Your task: Copy, from the entries below, each line where the word "pairing" can be found.

Supplied material:
____

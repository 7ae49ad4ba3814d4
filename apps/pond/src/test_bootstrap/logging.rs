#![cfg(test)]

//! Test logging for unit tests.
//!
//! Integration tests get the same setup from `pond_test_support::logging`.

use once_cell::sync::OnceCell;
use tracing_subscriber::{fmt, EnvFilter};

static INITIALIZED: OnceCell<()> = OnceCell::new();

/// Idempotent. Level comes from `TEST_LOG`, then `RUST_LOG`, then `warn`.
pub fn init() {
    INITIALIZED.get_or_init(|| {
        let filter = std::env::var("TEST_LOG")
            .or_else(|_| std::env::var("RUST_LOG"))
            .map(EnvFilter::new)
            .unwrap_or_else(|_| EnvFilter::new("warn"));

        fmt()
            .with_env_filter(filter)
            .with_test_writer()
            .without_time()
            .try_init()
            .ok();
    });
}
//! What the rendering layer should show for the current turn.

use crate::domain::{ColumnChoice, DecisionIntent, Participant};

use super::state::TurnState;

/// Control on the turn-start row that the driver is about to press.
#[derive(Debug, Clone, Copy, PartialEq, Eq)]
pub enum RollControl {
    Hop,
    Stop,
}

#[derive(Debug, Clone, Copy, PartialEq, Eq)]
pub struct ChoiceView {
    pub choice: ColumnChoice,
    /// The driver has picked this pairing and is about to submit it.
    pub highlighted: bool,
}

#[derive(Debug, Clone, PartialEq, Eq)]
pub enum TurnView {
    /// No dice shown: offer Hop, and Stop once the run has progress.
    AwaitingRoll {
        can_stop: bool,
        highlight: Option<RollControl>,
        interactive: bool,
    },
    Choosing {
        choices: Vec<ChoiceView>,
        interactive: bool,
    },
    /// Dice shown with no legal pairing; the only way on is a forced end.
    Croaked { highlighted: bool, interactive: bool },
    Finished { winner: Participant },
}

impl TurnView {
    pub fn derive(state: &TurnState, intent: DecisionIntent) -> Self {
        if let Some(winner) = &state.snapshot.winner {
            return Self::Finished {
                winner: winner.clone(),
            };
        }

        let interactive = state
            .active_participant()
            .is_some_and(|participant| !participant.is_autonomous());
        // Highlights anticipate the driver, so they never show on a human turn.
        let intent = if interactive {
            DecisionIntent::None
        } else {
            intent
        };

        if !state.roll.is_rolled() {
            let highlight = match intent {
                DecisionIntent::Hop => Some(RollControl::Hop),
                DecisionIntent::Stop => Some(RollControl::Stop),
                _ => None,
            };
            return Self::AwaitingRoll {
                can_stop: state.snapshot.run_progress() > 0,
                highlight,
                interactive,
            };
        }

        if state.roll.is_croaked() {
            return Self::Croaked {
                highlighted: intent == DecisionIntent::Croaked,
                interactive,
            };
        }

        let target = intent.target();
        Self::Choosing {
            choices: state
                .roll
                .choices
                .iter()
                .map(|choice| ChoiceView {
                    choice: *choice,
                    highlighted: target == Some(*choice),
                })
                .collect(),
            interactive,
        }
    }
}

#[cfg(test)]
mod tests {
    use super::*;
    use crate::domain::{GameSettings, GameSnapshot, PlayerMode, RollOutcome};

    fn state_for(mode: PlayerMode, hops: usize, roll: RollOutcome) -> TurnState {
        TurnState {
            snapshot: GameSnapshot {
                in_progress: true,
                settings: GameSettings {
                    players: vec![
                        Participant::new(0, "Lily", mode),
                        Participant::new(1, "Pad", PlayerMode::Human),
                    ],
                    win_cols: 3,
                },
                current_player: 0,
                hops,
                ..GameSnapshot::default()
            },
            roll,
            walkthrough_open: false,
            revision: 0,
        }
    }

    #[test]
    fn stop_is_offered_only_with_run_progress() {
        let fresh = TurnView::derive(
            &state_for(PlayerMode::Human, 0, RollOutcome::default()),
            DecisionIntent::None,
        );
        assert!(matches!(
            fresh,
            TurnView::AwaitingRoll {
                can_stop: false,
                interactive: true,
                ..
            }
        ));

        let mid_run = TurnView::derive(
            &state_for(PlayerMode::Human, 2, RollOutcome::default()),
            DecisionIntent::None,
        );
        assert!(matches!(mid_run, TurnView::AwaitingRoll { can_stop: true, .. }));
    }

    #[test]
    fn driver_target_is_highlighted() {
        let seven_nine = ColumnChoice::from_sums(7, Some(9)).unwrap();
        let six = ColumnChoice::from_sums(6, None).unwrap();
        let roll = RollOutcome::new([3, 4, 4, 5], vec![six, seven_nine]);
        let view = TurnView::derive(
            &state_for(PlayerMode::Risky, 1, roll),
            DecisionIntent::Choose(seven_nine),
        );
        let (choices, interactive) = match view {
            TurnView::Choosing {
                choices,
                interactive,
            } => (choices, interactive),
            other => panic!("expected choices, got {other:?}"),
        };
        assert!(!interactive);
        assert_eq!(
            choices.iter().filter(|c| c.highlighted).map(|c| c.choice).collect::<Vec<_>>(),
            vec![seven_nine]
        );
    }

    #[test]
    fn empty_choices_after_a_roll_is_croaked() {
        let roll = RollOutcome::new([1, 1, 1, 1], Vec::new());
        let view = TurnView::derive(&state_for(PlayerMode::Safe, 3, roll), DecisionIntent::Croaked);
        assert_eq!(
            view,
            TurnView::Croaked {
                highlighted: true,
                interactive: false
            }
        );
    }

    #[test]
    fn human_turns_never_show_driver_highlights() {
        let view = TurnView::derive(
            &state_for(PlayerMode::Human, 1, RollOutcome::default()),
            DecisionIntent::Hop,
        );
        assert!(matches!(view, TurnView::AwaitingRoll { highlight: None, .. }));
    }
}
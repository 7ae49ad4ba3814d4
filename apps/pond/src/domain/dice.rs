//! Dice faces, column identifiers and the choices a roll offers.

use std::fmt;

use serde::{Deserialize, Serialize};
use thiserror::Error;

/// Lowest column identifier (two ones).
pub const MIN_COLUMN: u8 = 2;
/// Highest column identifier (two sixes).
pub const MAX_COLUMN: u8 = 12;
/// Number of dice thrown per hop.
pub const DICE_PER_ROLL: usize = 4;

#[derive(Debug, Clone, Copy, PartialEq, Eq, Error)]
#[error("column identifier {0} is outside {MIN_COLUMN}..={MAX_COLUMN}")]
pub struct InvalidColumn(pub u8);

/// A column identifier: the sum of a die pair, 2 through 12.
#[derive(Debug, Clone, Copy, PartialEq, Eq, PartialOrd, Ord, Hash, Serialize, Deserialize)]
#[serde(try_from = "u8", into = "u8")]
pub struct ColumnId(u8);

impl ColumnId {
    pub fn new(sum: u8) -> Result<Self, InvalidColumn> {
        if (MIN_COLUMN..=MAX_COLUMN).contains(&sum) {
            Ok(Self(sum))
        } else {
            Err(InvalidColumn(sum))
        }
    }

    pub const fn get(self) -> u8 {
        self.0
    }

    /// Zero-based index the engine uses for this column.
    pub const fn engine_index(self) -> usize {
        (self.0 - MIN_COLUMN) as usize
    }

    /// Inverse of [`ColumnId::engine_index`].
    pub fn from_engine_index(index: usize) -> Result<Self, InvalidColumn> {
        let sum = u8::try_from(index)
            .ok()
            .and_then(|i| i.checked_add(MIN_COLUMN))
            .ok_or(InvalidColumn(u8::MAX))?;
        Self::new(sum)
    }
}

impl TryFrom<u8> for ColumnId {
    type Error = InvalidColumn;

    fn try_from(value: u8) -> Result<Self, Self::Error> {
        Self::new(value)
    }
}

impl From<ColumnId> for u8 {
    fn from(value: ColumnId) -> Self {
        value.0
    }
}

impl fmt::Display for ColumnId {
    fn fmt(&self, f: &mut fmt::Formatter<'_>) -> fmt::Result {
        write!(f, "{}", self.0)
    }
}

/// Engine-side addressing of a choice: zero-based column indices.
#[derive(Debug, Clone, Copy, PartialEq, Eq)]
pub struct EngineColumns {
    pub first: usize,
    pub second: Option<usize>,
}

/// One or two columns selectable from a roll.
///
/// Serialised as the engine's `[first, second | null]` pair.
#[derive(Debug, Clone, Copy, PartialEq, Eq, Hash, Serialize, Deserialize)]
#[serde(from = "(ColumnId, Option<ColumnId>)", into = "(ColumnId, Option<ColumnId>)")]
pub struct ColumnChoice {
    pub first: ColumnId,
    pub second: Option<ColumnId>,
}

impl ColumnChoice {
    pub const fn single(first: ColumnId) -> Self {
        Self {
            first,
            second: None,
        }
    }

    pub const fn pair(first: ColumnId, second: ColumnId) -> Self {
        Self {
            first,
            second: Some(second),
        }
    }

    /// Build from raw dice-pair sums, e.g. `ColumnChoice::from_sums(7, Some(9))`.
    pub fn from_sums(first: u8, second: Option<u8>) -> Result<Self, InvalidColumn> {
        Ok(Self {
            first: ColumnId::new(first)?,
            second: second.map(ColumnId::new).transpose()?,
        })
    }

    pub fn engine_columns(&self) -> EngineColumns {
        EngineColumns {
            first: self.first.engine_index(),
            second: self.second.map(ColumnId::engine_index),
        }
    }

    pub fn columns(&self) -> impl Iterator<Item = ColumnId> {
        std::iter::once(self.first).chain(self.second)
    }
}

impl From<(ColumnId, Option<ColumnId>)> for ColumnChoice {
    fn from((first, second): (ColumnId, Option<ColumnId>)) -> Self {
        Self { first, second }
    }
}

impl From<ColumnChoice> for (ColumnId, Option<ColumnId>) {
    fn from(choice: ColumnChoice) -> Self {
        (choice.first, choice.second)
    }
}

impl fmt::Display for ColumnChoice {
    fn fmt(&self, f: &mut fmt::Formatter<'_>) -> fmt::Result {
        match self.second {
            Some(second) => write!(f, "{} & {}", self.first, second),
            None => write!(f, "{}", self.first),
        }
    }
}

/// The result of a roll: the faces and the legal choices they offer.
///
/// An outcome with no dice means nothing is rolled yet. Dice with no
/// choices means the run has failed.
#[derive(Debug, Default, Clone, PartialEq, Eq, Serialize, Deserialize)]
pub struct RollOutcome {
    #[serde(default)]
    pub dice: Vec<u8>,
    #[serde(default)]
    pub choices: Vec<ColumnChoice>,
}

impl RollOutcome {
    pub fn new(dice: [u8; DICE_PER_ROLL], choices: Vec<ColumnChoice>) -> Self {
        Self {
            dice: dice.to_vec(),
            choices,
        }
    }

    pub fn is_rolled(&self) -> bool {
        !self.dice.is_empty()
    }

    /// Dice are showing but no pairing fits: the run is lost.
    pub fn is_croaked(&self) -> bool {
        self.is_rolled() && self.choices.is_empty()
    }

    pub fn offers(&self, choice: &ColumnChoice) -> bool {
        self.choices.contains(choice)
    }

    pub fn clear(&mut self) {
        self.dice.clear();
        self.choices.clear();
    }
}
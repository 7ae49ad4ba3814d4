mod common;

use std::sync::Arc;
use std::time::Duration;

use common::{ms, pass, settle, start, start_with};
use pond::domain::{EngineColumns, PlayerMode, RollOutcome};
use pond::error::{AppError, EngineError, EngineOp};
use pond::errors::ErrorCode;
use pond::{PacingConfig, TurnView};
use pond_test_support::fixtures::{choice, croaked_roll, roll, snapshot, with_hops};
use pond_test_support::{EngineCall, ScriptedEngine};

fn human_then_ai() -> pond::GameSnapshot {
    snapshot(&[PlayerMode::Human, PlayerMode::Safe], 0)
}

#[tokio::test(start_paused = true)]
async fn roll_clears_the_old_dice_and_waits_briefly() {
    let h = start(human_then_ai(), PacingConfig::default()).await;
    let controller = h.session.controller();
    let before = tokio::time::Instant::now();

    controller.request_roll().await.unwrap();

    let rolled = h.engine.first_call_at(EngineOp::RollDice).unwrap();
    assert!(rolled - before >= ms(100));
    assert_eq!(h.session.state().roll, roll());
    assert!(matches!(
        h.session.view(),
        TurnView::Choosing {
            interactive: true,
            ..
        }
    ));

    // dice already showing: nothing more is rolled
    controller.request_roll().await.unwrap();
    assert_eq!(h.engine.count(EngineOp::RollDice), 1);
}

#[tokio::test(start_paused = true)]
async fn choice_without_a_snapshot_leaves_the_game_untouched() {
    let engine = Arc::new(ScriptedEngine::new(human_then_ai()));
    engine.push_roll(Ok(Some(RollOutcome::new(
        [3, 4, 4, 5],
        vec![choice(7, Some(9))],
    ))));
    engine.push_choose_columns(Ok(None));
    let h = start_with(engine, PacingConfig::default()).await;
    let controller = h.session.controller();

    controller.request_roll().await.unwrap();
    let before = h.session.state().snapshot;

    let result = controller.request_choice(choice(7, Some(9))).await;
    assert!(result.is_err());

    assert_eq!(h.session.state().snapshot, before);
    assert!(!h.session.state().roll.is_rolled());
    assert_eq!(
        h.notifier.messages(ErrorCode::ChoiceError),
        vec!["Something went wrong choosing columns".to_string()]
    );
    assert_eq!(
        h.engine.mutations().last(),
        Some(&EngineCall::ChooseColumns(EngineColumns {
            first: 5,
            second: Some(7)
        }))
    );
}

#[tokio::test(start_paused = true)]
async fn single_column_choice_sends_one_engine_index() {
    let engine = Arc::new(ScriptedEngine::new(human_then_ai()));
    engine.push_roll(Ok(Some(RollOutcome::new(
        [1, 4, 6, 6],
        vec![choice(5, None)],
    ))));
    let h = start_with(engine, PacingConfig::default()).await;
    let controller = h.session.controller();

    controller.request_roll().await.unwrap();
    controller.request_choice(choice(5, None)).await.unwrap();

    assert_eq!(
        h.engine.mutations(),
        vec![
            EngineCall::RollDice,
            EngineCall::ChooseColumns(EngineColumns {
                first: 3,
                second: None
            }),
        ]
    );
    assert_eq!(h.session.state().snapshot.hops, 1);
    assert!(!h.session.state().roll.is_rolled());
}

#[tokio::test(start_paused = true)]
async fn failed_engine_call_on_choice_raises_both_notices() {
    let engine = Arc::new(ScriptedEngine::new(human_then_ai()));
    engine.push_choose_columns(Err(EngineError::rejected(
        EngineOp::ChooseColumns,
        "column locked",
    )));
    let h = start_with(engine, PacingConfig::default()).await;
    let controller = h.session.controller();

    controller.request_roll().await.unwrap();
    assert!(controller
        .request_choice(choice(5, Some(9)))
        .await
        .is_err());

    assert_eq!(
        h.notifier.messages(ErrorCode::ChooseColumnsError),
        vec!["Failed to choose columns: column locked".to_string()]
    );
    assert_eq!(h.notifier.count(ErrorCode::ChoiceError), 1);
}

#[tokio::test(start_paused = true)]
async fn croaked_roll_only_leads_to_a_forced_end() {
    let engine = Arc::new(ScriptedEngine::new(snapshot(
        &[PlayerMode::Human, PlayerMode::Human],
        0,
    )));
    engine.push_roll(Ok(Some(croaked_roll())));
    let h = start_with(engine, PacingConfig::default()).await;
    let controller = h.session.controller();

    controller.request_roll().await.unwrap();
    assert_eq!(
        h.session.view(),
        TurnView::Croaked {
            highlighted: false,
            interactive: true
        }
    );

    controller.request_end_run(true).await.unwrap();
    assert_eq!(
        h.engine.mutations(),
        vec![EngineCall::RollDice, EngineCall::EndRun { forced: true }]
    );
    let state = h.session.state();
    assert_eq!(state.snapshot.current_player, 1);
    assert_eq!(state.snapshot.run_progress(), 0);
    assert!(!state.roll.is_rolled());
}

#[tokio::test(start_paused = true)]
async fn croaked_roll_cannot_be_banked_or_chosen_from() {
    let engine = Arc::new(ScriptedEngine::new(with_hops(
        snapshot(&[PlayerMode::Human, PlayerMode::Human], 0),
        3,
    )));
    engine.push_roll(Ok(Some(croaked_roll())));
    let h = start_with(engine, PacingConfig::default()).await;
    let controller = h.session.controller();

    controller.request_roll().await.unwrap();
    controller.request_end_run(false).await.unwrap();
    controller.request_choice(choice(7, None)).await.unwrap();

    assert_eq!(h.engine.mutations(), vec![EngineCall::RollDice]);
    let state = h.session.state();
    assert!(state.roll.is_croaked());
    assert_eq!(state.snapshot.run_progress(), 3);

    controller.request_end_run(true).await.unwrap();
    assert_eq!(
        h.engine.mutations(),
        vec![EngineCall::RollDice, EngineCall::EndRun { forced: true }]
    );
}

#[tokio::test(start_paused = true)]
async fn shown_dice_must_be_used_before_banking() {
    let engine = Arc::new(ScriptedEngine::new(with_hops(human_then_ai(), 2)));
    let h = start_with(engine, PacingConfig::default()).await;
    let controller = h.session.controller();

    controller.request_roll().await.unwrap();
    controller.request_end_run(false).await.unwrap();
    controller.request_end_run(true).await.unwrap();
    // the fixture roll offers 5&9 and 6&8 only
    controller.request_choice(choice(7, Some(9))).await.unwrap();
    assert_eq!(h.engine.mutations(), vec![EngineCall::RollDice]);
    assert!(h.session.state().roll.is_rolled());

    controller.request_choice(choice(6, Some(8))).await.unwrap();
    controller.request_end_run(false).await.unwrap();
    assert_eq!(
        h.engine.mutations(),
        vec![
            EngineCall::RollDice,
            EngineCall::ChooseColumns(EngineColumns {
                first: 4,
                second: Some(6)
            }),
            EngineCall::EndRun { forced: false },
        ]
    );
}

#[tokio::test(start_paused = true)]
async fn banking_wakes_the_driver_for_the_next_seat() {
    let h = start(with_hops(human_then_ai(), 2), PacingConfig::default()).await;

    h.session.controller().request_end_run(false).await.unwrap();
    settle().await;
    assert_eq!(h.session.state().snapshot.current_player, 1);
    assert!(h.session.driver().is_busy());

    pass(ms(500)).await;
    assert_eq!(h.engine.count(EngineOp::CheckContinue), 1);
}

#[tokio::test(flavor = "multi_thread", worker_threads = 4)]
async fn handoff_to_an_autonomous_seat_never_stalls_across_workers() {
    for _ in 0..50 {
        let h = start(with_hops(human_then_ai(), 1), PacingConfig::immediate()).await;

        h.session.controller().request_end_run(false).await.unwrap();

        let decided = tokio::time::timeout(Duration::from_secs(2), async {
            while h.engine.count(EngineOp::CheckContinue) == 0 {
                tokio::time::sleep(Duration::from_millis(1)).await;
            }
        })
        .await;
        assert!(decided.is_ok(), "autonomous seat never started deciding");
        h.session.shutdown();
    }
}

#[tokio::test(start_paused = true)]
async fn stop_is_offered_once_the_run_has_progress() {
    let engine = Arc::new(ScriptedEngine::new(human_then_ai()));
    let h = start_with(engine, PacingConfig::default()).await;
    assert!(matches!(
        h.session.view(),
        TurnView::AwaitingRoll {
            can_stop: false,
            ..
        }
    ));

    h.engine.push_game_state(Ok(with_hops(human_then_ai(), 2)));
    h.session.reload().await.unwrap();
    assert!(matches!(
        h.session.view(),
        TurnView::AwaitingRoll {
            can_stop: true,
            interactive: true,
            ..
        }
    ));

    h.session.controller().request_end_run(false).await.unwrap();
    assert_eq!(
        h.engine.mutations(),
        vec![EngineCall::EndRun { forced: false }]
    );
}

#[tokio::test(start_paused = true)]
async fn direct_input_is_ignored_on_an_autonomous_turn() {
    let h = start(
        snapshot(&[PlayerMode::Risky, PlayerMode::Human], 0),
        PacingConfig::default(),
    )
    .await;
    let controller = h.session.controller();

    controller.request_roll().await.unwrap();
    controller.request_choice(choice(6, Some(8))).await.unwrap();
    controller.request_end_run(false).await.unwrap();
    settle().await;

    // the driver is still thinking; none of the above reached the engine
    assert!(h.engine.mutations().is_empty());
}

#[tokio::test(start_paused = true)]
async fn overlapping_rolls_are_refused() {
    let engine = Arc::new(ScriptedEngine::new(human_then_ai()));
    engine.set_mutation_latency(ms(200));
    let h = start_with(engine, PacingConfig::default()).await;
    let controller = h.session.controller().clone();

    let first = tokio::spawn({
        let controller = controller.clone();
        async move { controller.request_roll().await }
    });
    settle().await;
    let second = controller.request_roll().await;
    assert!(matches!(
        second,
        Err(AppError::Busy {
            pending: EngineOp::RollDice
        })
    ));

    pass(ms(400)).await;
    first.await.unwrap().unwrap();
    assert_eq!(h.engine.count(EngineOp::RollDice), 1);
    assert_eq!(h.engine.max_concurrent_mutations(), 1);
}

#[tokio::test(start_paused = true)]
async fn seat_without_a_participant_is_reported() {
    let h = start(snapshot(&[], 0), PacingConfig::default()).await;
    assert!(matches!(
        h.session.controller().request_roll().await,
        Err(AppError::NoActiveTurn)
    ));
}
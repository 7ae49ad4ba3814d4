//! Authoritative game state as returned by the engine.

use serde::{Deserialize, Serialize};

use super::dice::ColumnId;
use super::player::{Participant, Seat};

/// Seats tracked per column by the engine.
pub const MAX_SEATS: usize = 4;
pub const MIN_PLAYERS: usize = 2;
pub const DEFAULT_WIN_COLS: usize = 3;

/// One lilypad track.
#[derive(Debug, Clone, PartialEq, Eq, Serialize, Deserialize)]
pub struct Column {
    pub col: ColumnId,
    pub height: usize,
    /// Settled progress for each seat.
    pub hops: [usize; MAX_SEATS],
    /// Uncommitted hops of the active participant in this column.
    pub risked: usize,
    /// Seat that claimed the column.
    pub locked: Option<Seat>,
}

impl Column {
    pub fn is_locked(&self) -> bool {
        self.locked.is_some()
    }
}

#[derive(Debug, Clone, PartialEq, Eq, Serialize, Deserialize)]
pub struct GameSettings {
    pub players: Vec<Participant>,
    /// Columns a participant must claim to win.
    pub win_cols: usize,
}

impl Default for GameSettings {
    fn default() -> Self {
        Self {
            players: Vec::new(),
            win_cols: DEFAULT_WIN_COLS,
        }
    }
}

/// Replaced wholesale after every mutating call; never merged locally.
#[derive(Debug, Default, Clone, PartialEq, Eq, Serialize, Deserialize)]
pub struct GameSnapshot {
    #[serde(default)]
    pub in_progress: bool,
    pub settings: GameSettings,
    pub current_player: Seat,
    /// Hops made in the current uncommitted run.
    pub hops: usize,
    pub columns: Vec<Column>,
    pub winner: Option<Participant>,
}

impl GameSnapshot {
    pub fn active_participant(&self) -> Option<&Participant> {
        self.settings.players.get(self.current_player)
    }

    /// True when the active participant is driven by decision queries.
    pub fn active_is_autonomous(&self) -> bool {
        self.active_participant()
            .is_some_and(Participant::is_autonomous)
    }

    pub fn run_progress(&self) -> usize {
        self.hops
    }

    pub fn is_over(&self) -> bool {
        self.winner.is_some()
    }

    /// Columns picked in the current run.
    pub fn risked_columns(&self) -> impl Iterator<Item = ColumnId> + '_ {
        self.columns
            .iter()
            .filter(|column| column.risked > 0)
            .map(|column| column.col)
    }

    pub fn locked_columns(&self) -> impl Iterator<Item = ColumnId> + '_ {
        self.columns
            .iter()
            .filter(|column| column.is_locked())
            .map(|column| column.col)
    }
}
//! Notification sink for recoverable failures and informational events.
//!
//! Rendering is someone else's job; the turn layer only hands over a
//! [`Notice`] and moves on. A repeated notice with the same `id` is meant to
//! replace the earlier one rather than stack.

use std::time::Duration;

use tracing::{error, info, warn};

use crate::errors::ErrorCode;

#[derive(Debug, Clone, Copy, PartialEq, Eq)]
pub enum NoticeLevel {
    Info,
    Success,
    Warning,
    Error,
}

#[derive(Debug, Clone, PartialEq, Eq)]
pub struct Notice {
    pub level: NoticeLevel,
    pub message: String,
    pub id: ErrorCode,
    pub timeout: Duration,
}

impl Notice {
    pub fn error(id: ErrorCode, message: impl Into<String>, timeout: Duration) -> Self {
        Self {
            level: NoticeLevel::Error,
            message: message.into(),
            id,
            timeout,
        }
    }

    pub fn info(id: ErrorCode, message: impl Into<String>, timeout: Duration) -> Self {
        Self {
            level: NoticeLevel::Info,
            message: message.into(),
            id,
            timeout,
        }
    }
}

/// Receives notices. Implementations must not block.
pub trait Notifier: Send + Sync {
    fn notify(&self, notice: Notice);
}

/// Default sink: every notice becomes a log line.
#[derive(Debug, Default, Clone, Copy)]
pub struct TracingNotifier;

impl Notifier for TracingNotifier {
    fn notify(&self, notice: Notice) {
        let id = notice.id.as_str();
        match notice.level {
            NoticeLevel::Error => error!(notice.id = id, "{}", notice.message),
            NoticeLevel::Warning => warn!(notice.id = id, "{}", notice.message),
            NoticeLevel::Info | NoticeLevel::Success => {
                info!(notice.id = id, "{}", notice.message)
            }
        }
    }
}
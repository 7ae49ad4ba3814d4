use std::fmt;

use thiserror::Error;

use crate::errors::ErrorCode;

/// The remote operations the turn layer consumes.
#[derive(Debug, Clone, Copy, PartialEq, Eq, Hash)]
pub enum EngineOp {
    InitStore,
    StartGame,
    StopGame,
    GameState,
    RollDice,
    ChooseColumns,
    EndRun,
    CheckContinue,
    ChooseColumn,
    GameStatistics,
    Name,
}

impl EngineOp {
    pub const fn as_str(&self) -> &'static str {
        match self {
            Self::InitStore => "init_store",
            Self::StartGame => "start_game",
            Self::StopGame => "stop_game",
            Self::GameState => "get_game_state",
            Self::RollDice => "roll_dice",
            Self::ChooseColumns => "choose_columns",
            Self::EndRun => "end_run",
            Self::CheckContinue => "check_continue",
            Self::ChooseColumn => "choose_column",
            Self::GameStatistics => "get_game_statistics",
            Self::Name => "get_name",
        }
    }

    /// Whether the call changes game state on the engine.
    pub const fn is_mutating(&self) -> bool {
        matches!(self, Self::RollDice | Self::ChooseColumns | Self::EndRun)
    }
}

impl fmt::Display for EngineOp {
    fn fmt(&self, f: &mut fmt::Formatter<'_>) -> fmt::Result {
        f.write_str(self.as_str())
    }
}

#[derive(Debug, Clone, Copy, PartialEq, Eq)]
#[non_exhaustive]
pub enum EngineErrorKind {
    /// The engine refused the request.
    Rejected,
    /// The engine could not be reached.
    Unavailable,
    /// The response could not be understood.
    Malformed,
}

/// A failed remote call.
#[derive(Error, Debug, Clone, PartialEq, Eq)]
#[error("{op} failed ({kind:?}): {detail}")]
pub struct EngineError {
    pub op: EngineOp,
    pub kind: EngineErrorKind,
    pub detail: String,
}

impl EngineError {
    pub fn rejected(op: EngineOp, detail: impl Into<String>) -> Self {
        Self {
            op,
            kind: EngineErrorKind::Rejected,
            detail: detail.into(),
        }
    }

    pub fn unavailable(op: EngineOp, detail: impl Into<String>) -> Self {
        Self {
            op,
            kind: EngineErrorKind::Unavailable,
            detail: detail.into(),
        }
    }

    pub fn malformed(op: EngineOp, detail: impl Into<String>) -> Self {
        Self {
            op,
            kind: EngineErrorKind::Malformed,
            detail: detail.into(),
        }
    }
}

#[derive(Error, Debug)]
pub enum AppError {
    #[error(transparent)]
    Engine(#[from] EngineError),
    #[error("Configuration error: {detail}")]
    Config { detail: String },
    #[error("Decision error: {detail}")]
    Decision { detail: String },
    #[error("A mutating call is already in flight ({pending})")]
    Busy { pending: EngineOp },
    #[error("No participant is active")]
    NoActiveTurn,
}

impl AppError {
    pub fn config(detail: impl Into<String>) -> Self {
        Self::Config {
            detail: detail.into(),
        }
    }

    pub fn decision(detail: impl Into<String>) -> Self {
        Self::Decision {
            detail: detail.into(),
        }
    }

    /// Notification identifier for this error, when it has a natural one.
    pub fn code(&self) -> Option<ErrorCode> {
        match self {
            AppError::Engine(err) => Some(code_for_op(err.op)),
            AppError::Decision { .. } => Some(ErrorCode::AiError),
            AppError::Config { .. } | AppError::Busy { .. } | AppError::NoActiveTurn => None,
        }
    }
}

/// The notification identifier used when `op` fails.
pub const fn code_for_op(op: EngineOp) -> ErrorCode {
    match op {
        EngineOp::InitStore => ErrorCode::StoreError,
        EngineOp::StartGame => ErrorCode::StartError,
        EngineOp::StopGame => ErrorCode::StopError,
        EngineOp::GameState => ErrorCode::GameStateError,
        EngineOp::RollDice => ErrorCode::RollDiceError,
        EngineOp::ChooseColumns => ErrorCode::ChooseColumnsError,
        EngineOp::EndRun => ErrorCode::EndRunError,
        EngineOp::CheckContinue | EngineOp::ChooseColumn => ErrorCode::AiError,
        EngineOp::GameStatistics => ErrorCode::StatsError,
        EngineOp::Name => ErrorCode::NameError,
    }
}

____

Output:
    /// The driver has picked this pairing and is about to submit it.
    /// Dice shown with no legal pairing; the only way on is a forced end.
    /// Dice are showing but no pairing fits: the run is lost.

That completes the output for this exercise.